The scientists divided their fathers into three groups according to the method of conceiving children: 20618 (1.7%), conceived by in vitro fertilization (IVF), 14882 (1.3%) - by injection of sperm into the egg (ICSI) and 1145990 (97%) - in a natural way. The average age of fathers at the birth of their children was 37 years for men using IVF and ICSI, and 32 years for men who conceived naturally. The researchers then examined the data on the registration of cases of cancer in the 20 years after birth.

Ultimately, the researchers found that men who became fathers from IVF and ICSI had a significantly higher risk of prostate cancer than men who had children naturally. Among men who conceived naturally, 3244 (0.28%) were diagnosed with prostate cancer, compared with 77 (0.37%) using IVF and 63 (0.42%) using ICSI.

That is, the risk of developing prostate cancer in men who resorted to assistive technology was, on average, 30-60% higher. The risk of developing early prostate cancer (diagnosed before age 55) was also particularly high in men who conceived children through ICSI, a technology used for men with the most severe forms of infertility. The increased risk persisted after excluding men with a previous diagnosis of cancer or undergoing testosterone replacement therapy.

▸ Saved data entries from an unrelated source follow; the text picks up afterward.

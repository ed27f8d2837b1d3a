use std::io;
use std::path::PathBuf;

/// Every failure in this program is fatal at the point of detection;
/// variants exist so the final diagnostic can name what went wrong.
#[derive(Debug, thiserror::Error)]
pub enum Error {
    /// Lexical, structural, or semantic violation in the scene text.
    #[error("line {line}: {message}")]
    Format { line: usize, message: String },

    #[error("{}: {source}", .path.display())]
    Io {
        path: PathBuf,
        source: io::Error,
    },

    #[error("{0}")]
    Config(String),

    #[error("scene defines more than {limit} {kind} objects")]
    CapacityExceeded { kind: &'static str, limit: usize },
}

pub type Result<T> = std::result::Result<T, Error>;
//! Reader for the restricted scene-description dialect: a top-level
//! array of flat objects, each introduced by a `"type"` key. The dialect
//! looks like JSON but is not one — strings are bare printable ASCII
//! with no escapes, the only nesting is the three-element vector, and
//! every diagnostic carries a line number.

use std::fs;
use std::iter::Peekable;
use std::path::Path;
use std::str::Chars;

use log::debug;

use crate::error::{Error, Result};
use crate::math::Point3;
use crate::scene::{Camera, Light, Scene, Surface, MAX_OBJECTS};

const MAX_STRING_LEN: usize = 128;

pub fn load_scene(path: &Path) -> Result<Scene> {
    let source = fs::read_to_string(path).map_err(|source| Error::Io {
        path: path.to_path_buf(),
        source,
    })?;
    parse_scene(&source)
}

pub fn parse_scene(source: &str) -> Result<Scene> {
    Parser::new(source).parse()
}

enum ParsedObject {
    Camera(Camera),
    Surface(Surface),
    Light(Light),
}

struct Parser<'a> {
    chars: Peekable<Chars<'a>>,
    line: usize,
}

impl<'a> Parser<'a> {
    fn new(source: &'a str) -> Self {
        Parser {
            chars: source.chars().peekable(),
            line: 1,
        }
    }

    fn parse(mut self) -> Result<Scene> {
        let mut camera: Option<Camera> = None;
        let mut surfaces = Vec::new();
        let mut lights = Vec::new();

        self.skip_ws();
        self.expect_c('[')?;
        self.skip_ws();
        if self.chars.peek() == Some(&']') {
            self.chars.next();
        } else {
            loop {
                self.expect_c('{')?;
                match self.parse_object()? {
                    ParsedObject::Camera(c) => {
                        if camera.is_some() {
                            return Err(self.err("scene defines more than one camera"));
                        }
                        camera = Some(c);
                    }
                    ParsedObject::Surface(s) => {
                        if surfaces.len() >= MAX_OBJECTS {
                            return Err(Error::CapacityExceeded {
                                kind: "surface",
                                limit: MAX_OBJECTS,
                            });
                        }
                        surfaces.push(s);
                    }
                    ParsedObject::Light(l) => {
                        if lights.len() >= MAX_OBJECTS {
                            return Err(Error::CapacityExceeded {
                                kind: "light",
                                limit: MAX_OBJECTS,
                            });
                        }
                        lights.push(l);
                    }
                }
                self.skip_ws();
                match self.next_c()? {
                    ',' => self.skip_ws(),
                    ']' => break,
                    _ => return Err(self.err("expected ',' or ']' after an object")),
                }
            }
        }

        let camera = match camera {
            Some(camera) => camera,
            None => return Err(self.err("scene does not define a camera")),
        };
        debug!(
            "parsed {} surfaces and {} lights",
            surfaces.len(),
            lights.len()
        );
        Ok(Scene {
            camera,
            surfaces,
            lights,
        })
    }

    /// Parses one object body. The opening `{` has been consumed; the
    /// first key must be `"type"` and decides how the rest is routed.
    fn parse_object(&mut self) -> Result<ParsedObject> {
        self.skip_ws();
        let key = self.next_string()?;
        if key != "type" {
            return Err(self.err("expected \"type\" as the first key of an object"));
        }
        self.skip_ws();
        self.expect_c(':')?;
        self.skip_ws();
        let kind = self.next_string()?;
        match kind.as_str() {
            "camera" => self.parse_camera().map(ParsedObject::Camera),
            "plane" => self.parse_plane().map(ParsedObject::Surface),
            "sphere" => self.parse_sphere().map(ParsedObject::Surface),
            "light" => self.parse_light().map(ParsedObject::Light),
            other => Err(self.err(format!("unknown object type \"{}\"", other))),
        }
    }

    fn parse_camera(&mut self) -> Result<Camera> {
        let mut width = None;
        let mut height = None;
        while let Some(key) = self.next_field()? {
            match key.as_str() {
                "width" => width = Some(self.next_number()?),
                "height" => height = Some(self.next_number()?),
                other => {
                    return Err(self.err(format!("unknown camera property \"{}\"", other)));
                }
            }
        }
        let width = width.ok_or_else(|| self.err("camera is missing its width"))?;
        let height = height.ok_or_else(|| self.err("camera is missing its height"))?;
        if width <= 0.0 || height <= 0.0 {
            return Err(self.err("camera width and height must be positive"));
        }
        Ok(Camera {
            center: Point3::ORIGIN,
            width,
            height,
        })
    }

    fn parse_plane(&mut self) -> Result<Surface> {
        let mut position = [0.0; 3];
        let mut normal = [0.0; 3];
        let mut color = [0.0; 3];
        let mut diffuse = [0.0; 3];
        let mut specular = [0.0; 3];
        while let Some(key) = self.next_field()? {
            match key.as_str() {
                "position" => position = self.next_vector()?,
                "normal" => normal = self.next_vector()?,
                "color" => color = self.next_vector()?,
                "diffuse_color" => diffuse = self.next_vector()?,
                "specular_color" => specular = self.next_vector()?,
                "radius" => return Err(self.err("radius is only valid on a sphere")),
                other => {
                    return Err(self.err(format!("unknown plane property \"{}\"", other)));
                }
            }
        }
        Ok(Surface::Plane {
            center: position.into(),
            normal: normal.into(),
            color: color.into(),
            diffuse: diffuse.into(),
            specular: specular.into(),
        })
    }

    fn parse_sphere(&mut self) -> Result<Surface> {
        let mut position = [0.0; 3];
        let mut radius = None;
        let mut color = [0.0; 3];
        let mut diffuse = [0.0; 3];
        let mut specular = [0.0; 3];
        while let Some(key) = self.next_field()? {
            match key.as_str() {
                "position" => position = self.next_vector()?,
                "radius" => radius = Some(self.next_number()?),
                "color" => color = self.next_vector()?,
                "diffuse_color" => diffuse = self.next_vector()?,
                "specular_color" => specular = self.next_vector()?,
                other => {
                    return Err(self.err(format!("unknown sphere property \"{}\"", other)));
                }
            }
        }
        let radius = radius.ok_or_else(|| self.err("sphere is missing its radius"))?;
        if radius <= 0.0 {
            return Err(self.err("sphere radius must be positive"));
        }
        // sphere positions store a negated vertical component: the input
        // and internal spaces disagree on that axis for spheres only
        let center = Point3::new(position[0], -position[1], position[2]);
        Ok(Surface::Sphere {
            center,
            radius,
            color: color.into(),
            diffuse: diffuse.into(),
            specular: specular.into(),
        })
    }

    fn parse_light(&mut self) -> Result<Light> {
        let mut position = [0.0; 3];
        let mut color = [0.0; 3];
        let mut direction = [0.0; 3];
        let mut radial = [1.0, 0.0, 0.0];
        let mut angular_a0 = 0.0;
        let mut theta = 0.0;
        while let Some(key) = self.next_field()? {
            match key.as_str() {
                "position" => position = self.next_vector()?,
                "color" => color = self.next_vector()?,
                "direction" => direction = self.next_vector()?,
                "radial-a0" => radial[0] = self.next_number()?,
                "radial-a1" => radial[1] = self.next_number()?,
                "radial-a2" => radial[2] = self.next_number()?,
                "angular-a0" => angular_a0 = self.next_number()?,
                "theta" => theta = self.next_number()?,
                other => {
                    return Err(self.err(format!("unknown light property \"{}\"", other)));
                }
            }
        }
        Ok(Light {
            position: position.into(),
            color: color.into(),
            radial,
            angular_a0,
            direction: direction.into(),
            theta,
        })
    }

    /// Steps to the next `key:` inside an object, or `None` at the
    /// closing `}`.
    fn next_field(&mut self) -> Result<Option<String>> {
        self.skip_ws();
        match self.next_c()? {
            '}' => Ok(None),
            ',' => {
                self.skip_ws();
                let key = self.next_string()?;
                self.skip_ws();
                self.expect_c(':')?;
                self.skip_ws();
                Ok(Some(key))
            }
            _ => Err(self.err("expected ',' or '}' inside an object")),
        }
    }

    fn err(&self, message: impl Into<String>) -> Error {
        Error::Format {
            line: self.line,
            message: message.into(),
        }
    }

    fn next_c(&mut self) -> Result<char> {
        match self.chars.next() {
            Some(c) => {
                if c == '\n' {
                    self.line += 1;
                }
                Ok(c)
            }
            None => Err(self.err("unexpected end of file")),
        }
    }

    fn skip_ws(&mut self) {
        while let Some(&c) = self.chars.peek() {
            if !c.is_whitespace() {
                break;
            }
            if c == '\n' {
                self.line += 1;
            }
            self.chars.next();
        }
    }

    fn expect_c(&mut self, expected: char) -> Result<()> {
        let c = self.next_c()?;
        if c == expected {
            Ok(())
        } else {
            Err(self.err(format!("expected '{}', found '{}'", expected, c)))
        }
    }

    fn next_string(&mut self) -> Result<String> {
        if self.next_c()? != '"' {
            return Err(self.err("expected a string"));
        }
        let mut buffer = String::new();
        loop {
            let c = self.next_c()?;
            if c == '"' {
                return Ok(buffer);
            }
            if buffer.len() >= MAX_STRING_LEN {
                return Err(self.err(format!(
                    "strings longer than {} characters are not supported",
                    MAX_STRING_LEN
                )));
            }
            if c == '\\' {
                return Err(self.err("strings with escape codes are not supported"));
            }
            if !(' '..='~').contains(&c) {
                return Err(self.err("strings may contain only printable ascii characters"));
            }
            buffer.push(c);
        }
    }

    fn next_number(&mut self) -> Result<f64> {
        let mut buffer = String::new();
        while let Some(&c) = self.chars.peek() {
            if c.is_ascii_digit() || matches!(c, '-' | '+' | '.' | 'e' | 'E') {
                buffer.push(c);
                self.chars.next();
            } else {
                break;
            }
        }
        buffer.parse().map_err(|_| self.err("expected a number"))
    }

    fn next_vector(&mut self) -> Result<[f64; 3]> {
        let mut v = [0.0; 3];
        self.expect_c('[')?;
        self.skip_ws();
        v[0] = self.next_number()?;
        self.skip_ws();
        self.expect_c(',')?;
        self.skip_ws();
        v[1] = self.next_number()?;
        self.skip_ws();
        self.expect_c(',')?;
        self.skip_ws();
        v[2] = self.next_number()?;
        self.skip_ws();
        self.expect_c(']')?;
        Ok(v)
    }
}
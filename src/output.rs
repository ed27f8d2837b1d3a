//! Serializes a finished frame: the binary pixel map the caller asked
//! for, and optionally a PNG preview of the same buffer.

use std::fs::File;
use std::io::{self, BufWriter, Write};
use std::path::Path;

use crate::error::{Error, Result};
use crate::film::Film;
use crate::math::MAX_CHANNEL_VALUE;

/// Binary pixel map: textual `P6` header, then raw row-major RGB
/// triples with no padding.
pub fn write_p6(film: &Film<[u8; 3]>, path: &Path) -> Result<()> {
    let file = File::create(path).map_err(|source| io_error(path, source))?;
    let mut out = BufWriter::new(file);
    write_pixels(&mut out, film).map_err(|source| io_error(path, source))
}

fn write_pixels(out: &mut impl Write, film: &Film<[u8; 3]>) -> io::Result<()> {
    write!(
        out,
        "P6\n{} {}\n{}\n",
        film.width, film.height, MAX_CHANNEL_VALUE
    )?;
    for pixel in &film.buffer {
        out.write_all(pixel)?;
    }
    out.flush()
}

pub fn write_png(film: &Film<[u8; 3]>, path: &Path) -> Result<()> {
    let preview = image::RgbImage::from_fn(film.width as u32, film.height as u32, |x, y| {
        image::Rgb(film.at(x as usize, y as usize))
    });
    preview.save(path).map_err(|err| match err {
        image::ImageError::IoError(source) => io_error(path, source),
        other => io_error(path, io::Error::new(io::ErrorKind::Other, other)),
    })
}

fn io_error(path: &Path, source: io::Error) -> Error {
    Error::Io {
        path: path.to_path_buf(),
        source,
    }
}
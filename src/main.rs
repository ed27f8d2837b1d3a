use std::path::PathBuf;
use std::process;
use std::time::Instant;

use log::info;
use structopt::StructOpt;

pub mod error;
pub mod film;
pub mod geometry;
pub mod math;
pub mod output;
pub mod parser;
pub mod render;
pub mod scene;
pub mod shade;

use error::{Error, Result};

#[derive(Debug, StructOpt)]
#[structopt(name = "raycast", about = "Renders a scene description to a binary pixel map.")]
struct Opt {
    /// Output image width in pixels
    width: u32,

    /// Output image height in pixels
    height: u32,

    /// Scene description file
    scene: PathBuf,

    /// Destination pixel-map file
    output: PathBuf,

    /// Also write a PNG preview of the frame
    #[structopt(long, value_name = "path")]
    png: Option<PathBuf>,
}

fn run(opt: &Opt) -> Result<()> {
    if opt.width == 0 || opt.height == 0 {
        return Err(Error::Config(
            "image width and height must be positive".into(),
        ));
    }

    let scene = parser::load_scene(&opt.scene)?;
    info!(
        "loaded {}: {} surfaces, {} lights",
        opt.scene.display(),
        scene.surfaces.len(),
        scene.lights.len()
    );

    let start = Instant::now();
    let film = render::render(&scene, opt.width, opt.height);
    info!(
        "rendered {}x{} pixels in {:.2?}",
        opt.width,
        opt.height,
        start.elapsed()
    );

    output::write_p6(&film, &opt.output)?;
    if let Some(png) = &opt.png {
        output::write_png(&film, png)?;
    }
    Ok(())
}

fn main() {
    env_logger::init();
    rayon::ThreadPoolBuilder::new()
        .num_threads(num_cpus::get())
        .build_global()
        .unwrap();

    let opt = Opt::from_args();
    if let Err(err) = run(&opt) {
        eprintln!("Error: {}", err);
        process::exit(1);
    }
}
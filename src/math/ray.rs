use super::{Point3, Vec3};

#[derive(Copy, Clone, Debug)]
pub struct Ray {
    pub origin: Point3,
    pub direction: Vec3,
}

impl Ray {
    pub const fn new(origin: Point3, direction: Vec3) -> Self {
        Ray { origin, direction }
    }

    pub fn point_at_parameter(self, time: f64) -> Point3 {
        self.origin + self.direction * time
    }
}
use chrono::{DateTime, Utc};
use serde::{Deserialize, Serialize};

/// A point in a goal's running calorie total.
#[derive(Debug, Clone, Serialize, Deserialize, PartialEq)]
#[serde(rename_all = "camelCase")]
pub struct CalorieHistoryItem {
    pub date: DateTime<Utc>,
    pub initial_kcal: i64,
    pub consumed_kcal: i64,
    pub remaining_kcal: i64,
}

impl CalorieHistoryItem {
    /// The synthetic first entry of every history.
    pub fn zero_point(date: DateTime<Utc>, initial_kcal: i64) -> Self {
        Self {
            date,
            initial_kcal,
            consumed_kcal: 0,
            remaining_kcal: initial_kcal,
        }
    }

    pub fn at(date: DateTime<Utc>, initial_kcal: i64, consumed_kcal: i64) -> Self {
        Self {
            date,
            initial_kcal,
            consumed_kcal,
            remaining_kcal: initial_kcal - consumed_kcal,
        }
    }
}
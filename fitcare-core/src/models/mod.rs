mod calorie_history;
mod consumed_item;
mod goal;
mod product;
mod workout;

pub use calorie_history::CalorieHistoryItem;
pub use consumed_item::ConsumedItem;
pub use goal::{Goal, GoalId, MemberId};
pub use product::{Product, ProductPage, PRODUCTS_PER_PAGE};
pub use workout::{Exercise, Workout, WorkoutId};
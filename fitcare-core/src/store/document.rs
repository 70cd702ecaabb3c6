//! Logical documents kept in local storage.

/// Local documents that hold per-goal ledger data.
#[derive(Debug, Clone, Copy, PartialEq, Eq, Hash)]
pub enum LedgerDocument {
    /// goal id -> consumed items in insertion order
    ConsumedItems,
    /// goal id -> running-total history
    CalorieHistory,
}

impl LedgerDocument {
    /// Returns the filename for this document.
    pub fn filename(&self) -> &'static str {
        match self {
            LedgerDocument::ConsumedItems => "consumedItems.json",
            LedgerDocument::CalorieHistory => "calorieHistory.json",
        }
    }
}

impl std::fmt::Display for LedgerDocument {
    fn fmt(&self, f: &mut std::fmt::Formatter<'_>) -> std::fmt::Result {
        match self {
            LedgerDocument::ConsumedItems => write!(f, "consumedItems"),
            LedgerDocument::CalorieHistory => write!(f, "calorieHistory"),
        }
    }
}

Exactly how male infertility may be biologically linked to prostate cancer risk is not yet clear. Scientists do not believe that IVF and ICSI procedures contribute to the development of the disease. The authors suggest that abnormalities in the Y chromosome, associated with both infertility and prostate cancer, play a role. Scientists advise men at risk of being screened for prostate cancer, although they warn that unnecessary diagnostic procedures and over-treatment can be harmful.